Dispositions clés et améliorations financières du nouvel accord
Parmi les dispositions nouvelles, la possibilité d’une extension de la saison 2027, qui, selon les termes récemment dévoilés, pourrait se prolonger jusqu’à la fin novembre, allongeant ainsi le calendrier compétitif et potentiellement augmentant l’engagement des fans et les opportunités de revenus. Cet ajustement reflète une recalibration stratégique visant à renforcer la visibilité et l’attrait de la ligue.
Sur le plan financier, le nouveau CBA aborde l’une des questions les plus contentieuses qui avaient auparavant freiné les progrès : la part des joueuses dans le revenu brut de la ligue. L’accord garantit que les athlètes recevront environ 20% du revenu brut de l’année précédente sous forme de salaires et d’avantages complémentaires. Cette répartition constitue une avancée notable dans la rémunération et les avantages des joueuses, soulignant l’engagement de la ligue en faveur d’une répartition équitable des revenus.

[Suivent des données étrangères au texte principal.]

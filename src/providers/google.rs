//! Google providers: Gemini for text/vision, Vertex AI Imagen for images.

use async_trait::async_trait;
use base64::Engine;
use base64::engine::general_purpose;
use serde::{Deserialize, Serialize};
use serde_json::json;
use tracing::{debug, info};
use url::Url;

use super::{
    CompletionRequest, ImageGenerator, LanguageModel, SizeSupport, api_root, parse_json,
    send_for_bytes,
};
use crate::banner::{GeneratedImage, ImageSize};
use crate::error::BannerError;

const GEMINI_PROVIDER: &str = "gemini";
const IMAGEN_PROVIDER: &str = "vertex imagen";

#[derive(Deserialize, Debug)]
struct GenerateContentResponse {
    #[serde(default)]
    candidates: Vec<Candidate>,
}

#[derive(Deserialize, Debug)]
struct Candidate {
    #[serde(default)]
    content: Option<CandidateContent>,
}

#[derive(Deserialize, Debug)]
struct CandidateContent {
    #[serde(default)]
    parts: Vec<CandidatePart>,
}

#[derive(Deserialize, Debug)]
struct CandidatePart {
    #[serde(default)]
    text: Option<String>,
}

/// Joins the text parts of the first candidate.
fn candidate_text(bytes: &[u8]) -> Result<String, BannerError> {
    let parsed: GenerateContentResponse = parse_json(GEMINI_PROVIDER, bytes)?;
    let text = parsed
        .candidates
        .into_iter()
        .next()
        .and_then(|candidate| candidate.content)
        .map(|content| {
            content
                .parts
                .into_iter()
                .filter_map(|part| part.text)
                .collect::<Vec<_>>()
                .join("")
        })
        .unwrap_or_default();
    if text.trim().is_empty() {
        return Err(BannerError::EmptyResponse {
            provider: GEMINI_PROVIDER,
        });
    }
    Ok(text)
}

/// Gemini generateContent client.
#[derive(Clone, Debug)]
pub struct GeminiLanguageModel {
    client: reqwest::Client,
    api_key: String,
    model: String,
    base_url: Url,
}

impl GeminiLanguageModel {
    /// `base_url` is the API root, eg `https://generativelanguage.googleapis.com/v1beta/`.
    pub fn new(client: reqwest::Client, api_key: String, model: String, base_url: Url) -> Self {
        Self {
            client,
            api_key,
            model,
            base_url: api_root(base_url),
        }
    }
}

fn generate_content_body(request: &CompletionRequest<'_>) -> serde_json::Value {
    let mut parts = vec![json!({ "text": request.instruction })];
    if let Some(image) = request.image {
        parts.push(json!({
            "inline_data": {
                "mime_type": image.mime_type(),
                "data": image.base64(),
            }
        }));
    }
    json!({
        "contents": [{ "role": "user", "parts": parts }],
        "generationConfig": { "maxOutputTokens": request.max_tokens },
    })
}

#[async_trait]
impl LanguageModel for GeminiLanguageModel {
    fn name(&self) -> &'static str {
        GEMINI_PROVIDER
    }

    async fn complete(&self, request: CompletionRequest<'_>) -> Result<String, BannerError> {
        let endpoint = self
            .base_url
            .join(&format!("models/{}:generateContent", self.model))
            .map_err(|err| BannerError::provider(GEMINI_PROVIDER, err))?;
        debug!(
            "Calling {} (image: {})",
            endpoint,
            request.image.is_some()
        );

        let bytes = send_for_bytes(
            GEMINI_PROVIDER,
            self.client
                .post(endpoint)
                .header("x-goog-api-key", &self.api_key)
                .json(&generate_content_body(&request)),
        )
        .await?;
        candidate_text(&bytes)
    }
}

#[derive(Serialize, Debug)]
#[serde(rename_all = "camelCase")]
struct PredictParameters<'a> {
    sample_count: u8,
    aspect_ratio: &'a str,
}

#[derive(Deserialize, Debug)]
struct PredictResponse {
    #[serde(default)]
    predictions: Vec<Prediction>,
}

#[derive(Deserialize, Debug)]
#[serde(rename_all = "camelCase")]
struct Prediction {
    #[serde(default)]
    bytes_base64_encoded: Option<String>,
}

fn prediction_bytes(bytes: &[u8]) -> Result<Vec<u8>, BannerError> {
    let parsed: PredictResponse = parse_json(IMAGEN_PROVIDER, bytes)?;
    let encoded = parsed
        .predictions
        .into_iter()
        .find_map(|prediction| prediction.bytes_base64_encoded)
        .ok_or(BannerError::EmptyResponse {
            provider: IMAGEN_PROVIDER,
        })?;
    general_purpose::STANDARD
        .decode(encoded)
        .map_err(|err| BannerError::provider(IMAGEN_PROVIDER, format!("bad base64: {err}")))
}

/// Vertex AI Imagen client, scoped to a project and region.
#[derive(Clone, Debug)]
pub struct VertexImagenGenerator {
    client: reqwest::Client,
    access_token: String,
    project: String,
    location: String,
    model: String,
}

impl VertexImagenGenerator {
    /// Creates a client for `projects/{project}/locations/{location}`.
    pub fn new(
        client: reqwest::Client,
        access_token: String,
        project: String,
        location: String,
        model: String,
    ) -> Self {
        Self {
            client,
            access_token,
            project,
            location,
            model,
        }
    }

    fn endpoint(&self) -> Result<Url, BannerError> {
        let raw = format!(
            "https://{location}-aiplatform.googleapis.com/v1/projects/{project}/locations/{location}/publishers/google/models/{model}:predict",
            location = self.location,
            project = self.project,
            model = self.model,
        );
        Url::parse(&raw).map_err(|err| BannerError::provider(IMAGEN_PROVIDER, err))
    }
}

#[async_trait]
impl ImageGenerator for VertexImagenGenerator {
    fn name(&self) -> &'static str {
        IMAGEN_PROVIDER
    }

    fn size_support(&self) -> SizeSupport {
        SizeSupport::AspectRatio
    }

    async fn generate(&self, prompt: &str, size: ImageSize) -> Result<GeneratedImage, BannerError> {
        let endpoint = self.endpoint()?;
        let body = json!({
            "instances": [{ "prompt": prompt }],
            "parameters": PredictParameters {
                sample_count: 1,
                aspect_ratio: size.aspect_ratio(),
            },
        });

        info!(
            "Generating {} image with {} in {}",
            size.aspect_ratio(),
            self.model,
            self.location
        );
        let bytes = send_for_bytes(
            IMAGEN_PROVIDER,
            self.client
                .post(endpoint)
                .bearer_auth(&self.access_token)
                .json(&body),
        )
        .await?;
        Ok(GeneratedImage {
            bytes: prediction_bytes(&bytes)?,
            source_url: None,
        })
    }
}

#[cfg(test)]
mod tests {
    use super::*;
    use crate::banner::UploadedSketch;

    #[test]
    fn candidate_parts_are_joined() {
        let body = br#"{"candidates":[{"content":{"role":"model","parts":[{"text":"Logo top left. "},{"text":"Headline centre."}]}}]}"#;
        assert_eq!(
            candidate_text(body).expect("text"),
            "Logo top left. Headline centre."
        );
    }

    #[test]
    fn blocked_candidate_is_empty() {
        let body = br#"{"candidates":[{"finishReason":"SAFETY"}]}"#;
        assert!(matches!(
            candidate_text(body),
            Err(BannerError::EmptyResponse { .. })
        ));
        assert!(matches!(
            candidate_text(br#"{}"#),
            Err(BannerError::EmptyResponse { .. })
        ));
    }

    #[test]
    fn vision_body_inlines_the_sketch() {
        let sketch = UploadedSketch::new(b"not really a jpeg".to_vec()).expect("non-empty");
        let request = CompletionRequest {
            instruction: "describe the layout",
            image: Some(&sketch),
            max_tokens: 1000,
        };
        let body = generate_content_body(&request);
        let parts = &body["contents"][0]["parts"];
        assert_eq!(parts[0]["text"], "describe the layout");
        assert_eq!(parts[1]["inline_data"]["mime_type"], "image/jpeg");
        assert_eq!(parts[1]["inline_data"]["data"], sketch.base64());
        assert_eq!(body["generationConfig"]["maxOutputTokens"], 1000);
    }

    #[test]
    fn prediction_bytes_are_decoded() {
        let body = br#"{"predictions":[{"mimeType":"image/png","bytesBase64Encoded":"aGVsbG8="}]}"#;
        assert_eq!(prediction_bytes(body).expect("bytes"), b"hello");
        assert!(matches!(
            prediction_bytes(br#"{"predictions":[]}"#),
            Err(BannerError::EmptyResponse { .. })
        ));
    }

    #[test]
    fn endpoint_is_region_scoped() {
        let generator = VertexImagenGenerator::new(
            reqwest::Client::new(),
            "token".to_string(),
            "banners".to_string(),
            "us-central1".to_string(),
            "imagen-3.0-generate-002".to_string(),
        );
        assert_eq!(
            generator.endpoint().expect("url").as_str(),
            "https://us-central1-aiplatform.googleapis.com/v1/projects/banners/locations/us-central1/publishers/google/models/imagen-3.0-generate-002:predict"
        );
    }

    #[test]
    fn gemini_root_without_trailing_slash_keeps_the_version() {
        let model = GeminiLanguageModel::new(
            reqwest::Client::new(),
            "key".to_string(),
            "gemini-2.0-flash".to_string(),
            Url::parse("https://generativelanguage.googleapis.com/v1beta").expect("url"),
        );
        assert_eq!(
            model
                .base_url
                .join("models/gemini-2.0-flash:generateContent")
                .expect("join")
                .as_str(),
            "https://generativelanguage.googleapis.com/v1beta/models/gemini-2.0-flash:generateContent"
        );
    }
}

En ce qui concerne la rémunération individuelle, le contrat prévoit une grille salariale structurée liée à l’ancienneté. Les salaires minimums commenceront à 270 000 $, ajustés en fonction des années de service, tandis que le contrat maximal atteindra 1,19 million de dollars. Notamment, les sélectionnées lors du premier tour de la draft peuvent espérer un salaire de rookie moyen d’environ 386 000 $, une augmentation substantielle par rapport à la référence précédente d’environ 75 000 $, comme c’est le cas pour des joueuses telles qu’Indi.